“If you can foresee an environment of a slower-moving Fed, then that is favorable for emerging markets,” he said.

Structural Change

The next Fed chairman also will witness a world economy coping with structural change, according to Barry Eichengreen, a professor at the University of California-Berkeley, where Yellen once taught. He argues that what he calls “international variables” again will influence the two indicators -- inflation and unemployment -- that the Fed is tasked with controlling.

Globalization will force the U.S. to become more open to trade and financial transactions, while emerging markets will eat into its share of the global economy even if they slow for now, in his view. More controversially, Eichengreen says the dollar will be challenged as the chief reserve currency, although that will occur over many years as the euro and yuan attract increasing demand.

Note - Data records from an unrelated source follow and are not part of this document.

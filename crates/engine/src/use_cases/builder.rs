//! Builder actions against a session's character.
//!
//! Every action maps onto one guarded mutator on `CharacterState`. A guard
//! that refuses the action is not an error: the outcome simply reports
//! `applied: false` alongside the unchanged sheet.

use std::sync::Arc;

use serde::{Deserialize, Serialize};
use vtm_builder_domain::reference::clan_name;
use vtm_builder_domain::{
    AbilityCategory, AttributeGroup, CharacterState, Clan, ConceptField, FreebieTarget,
    PrioritySlot, SheetSection, SheetView, SpecialtyTarget, TraitKey,
};

use crate::infrastructure::ports::{ClockPort, SessionError};
use crate::stores::{SessionId, SessionStore};

/// One user action on the builder or freebie pages.
#[derive(Debug, Clone, PartialEq, Eq, Serialize, Deserialize)]
#[serde(tag = "action", rename_all = "snake_case")]
pub enum BuilderAction {
    SetConcept {
        field: ConceptField,
        value: String,
    },
    SetClan {
        #[serde(default, with = "clan_name")]
        clan: Option<Clan>,
    },
    SetGeneration {
        generation: u8,
    },
    SetAttributePriority {
        slot: PrioritySlot,
        group: AttributeGroup,
    },
    SetAbilityPriority {
        slot: PrioritySlot,
        category: AbilityCategory,
    },
    Increment {
        key: TraitKey,
    },
    Decrement {
        key: TraitKey,
    },
    Buy {
        target: FreebieTarget,
    },
    Refund {
        target: FreebieTarget,
    },
    IncreasePool,
    DecreasePool,
    PrimeDisciplines,
    SetSpecialty {
        target: SpecialtyTarget,
        text: String,
    },
    SetNotes {
        text: String,
    },
    SetMeritsFlaws {
        text: String,
    },
    Clear {
        section: SheetSection,
    },
}

impl BuilderAction {
    /// Short label for logs.
    pub fn label(&self) -> &'static str {
        match self {
            Self::SetConcept { .. } => "set_concept",
            Self::SetClan { .. } => "set_clan",
            Self::SetGeneration { .. } => "set_generation",
            Self::SetAttributePriority { .. } => "set_attribute_priority",
            Self::SetAbilityPriority { .. } => "set_ability_priority",
            Self::Increment { .. } => "increment",
            Self::Decrement { .. } => "decrement",
            Self::Buy { .. } => "buy",
            Self::Refund { .. } => "refund",
            Self::IncreasePool => "increase_pool",
            Self::DecreasePool => "decrease_pool",
            Self::PrimeDisciplines => "prime_disciplines",
            Self::SetSpecialty { .. } => "set_specialty",
            Self::SetNotes { .. } => "set_notes",
            Self::SetMeritsFlaws { .. } => "set_merits_flaws",
            Self::Clear { .. } => "clear",
        }
    }

    /// Apply to `state`. Returns whether the guard allowed it.
    pub fn apply(self, state: &mut CharacterState) -> bool {
        match self {
            Self::SetConcept { field, value } => state.set_concept_field(field, value),
            Self::SetClan { clan } => state.set_clan(clan),
            Self::SetGeneration { generation } => state.set_generation(generation),
            Self::SetAttributePriority { slot, group } => state.set_attribute_priority(slot, group),
            Self::SetAbilityPriority { slot, category } => {
                state.set_ability_priority(slot, category)
            }
            Self::Increment { key } => state.increment(key),
            Self::Decrement { key } => state.decrement(key),
            Self::Buy { target } => state.buy(target),
            Self::Refund { target } => state.refund(target),
            Self::IncreasePool => state.increase_pool(),
            Self::DecreasePool => state.decrease_pool(),
            Self::PrimeDisciplines => {
                state.prime_disciplines();
                true
            }
            Self::SetSpecialty { target, text } => state.set_specialty(target, text),
            Self::SetNotes { text } => state.set_notes(text),
            Self::SetMeritsFlaws { text } => state.set_merits_flaws(text),
            Self::Clear { section } => state.clear_section(section),
        }
    }
}

/// Result of an action: whether it applied, and the sheet afterwards.
#[derive(Debug, Clone, PartialEq, Eq, Serialize)]
#[serde(rename_all = "camelCase")]
pub struct ActionOutcome {
    pub applied: bool,
    pub sheet: SheetView,
}

pub struct EditCharacter {
    sessions: Arc<SessionStore>,
    clock: Arc<dyn ClockPort>,
}

impl EditCharacter {
    pub fn new(sessions: Arc<SessionStore>, clock: Arc<dyn ClockPort>) -> Self {
        Self { sessions, clock }
    }

    pub fn execute(
        &self,
        session_id: SessionId,
        action: BuilderAction,
    ) -> Result<ActionOutcome, SessionError> {
        let label = action.label();
        let now = self.clock.now();
        let outcome = self
            .sessions
            .update(session_id, |session| {
                let applied = action.apply(&mut session.state);
                if applied {
                    session.updated_at = now;
                }
                ActionOutcome {
                    applied,
                    sheet: session.state.sheet(),
                }
            })
            .ok_or(SessionError::NotFound(session_id))?;

        tracing::debug!(
            session_id = %session_id,
            action = label,
            applied = outcome.applied,
            freebie_pool = outcome.sheet.freebie_pool,
            "Builder action"
        );
        Ok(outcome)
    }
}
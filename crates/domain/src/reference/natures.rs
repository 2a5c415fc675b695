//! Nature and Demeanor archetypes offered on the concept page.

pub const NATURES: [&str; 32] = [
    "Architect",
    "Autocrat",
    "Bon Vivant",
    "Bravo",
    "Caretaker",
    "Celebrant",
    "Competitor",
    "Conformist",
    "Conniver",
    "Curmudgeon",
    "Defender",
    "Director",
    "Eye of the Storm",
    "Fanatic",
    "Gallant",
    "Gambler",
    "Jester",
    "Judge",
    "Loner",
    "Martyr",
    "Masochist",
    "Monster",
    "Penitent",
    "Perfectionist",
    "Rebel",
    "Rogue",
    "Scientist",
    "Survivor",
    "Thrill-Seeker",
    "Traditionalist",
    "Trickster",
    "Visionary",
];

/// Whether `name` is one of the listed archetypes. Empty means unset and is not listed.
pub fn is_listed_archetype(name: &str) -> bool {
    NATURES.contains(&name)
}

The U.S. current-account deficit already has halved to about 3 percent of gross domestic product since 2005, while the IMF projects that by 2018, the U.S. will be responsible for 21.6 percent of global GDP, down from 30.8 percent in 2000.

China Growth

By 2027, China will have overtaken the U.S. as the largest economy in terms of market exchange rates and be more than 20 percent bigger by 2050, with India and Brazil also closing in, according to a January study by PriceWaterhouseCoopers LLP. The report estimated emerging markets will grow 4 percent a year from 2011 through the next four decades, almost double the U.S. pace.

“The biggest story in the global economy is the rise of Asia and other emerging markets,” said St. Louis Fed President James Bullard in a Sept. 20 interview. “So these are all factors that change the complexion of monetary-policy making in the U.S. over time.”

Paying attention overseas also is important because of the need to ensure financial stability when trouble in one country can be transmitted elsewhere through markets, according to Mark Gertler, who teaches economics at New York University. He sees central banks having to ensure common regulatory regimes or risk distorting capital.
“We live in a global world, and it’s important to account for that in policy,” said Gertler, who has written papers with Bernanke.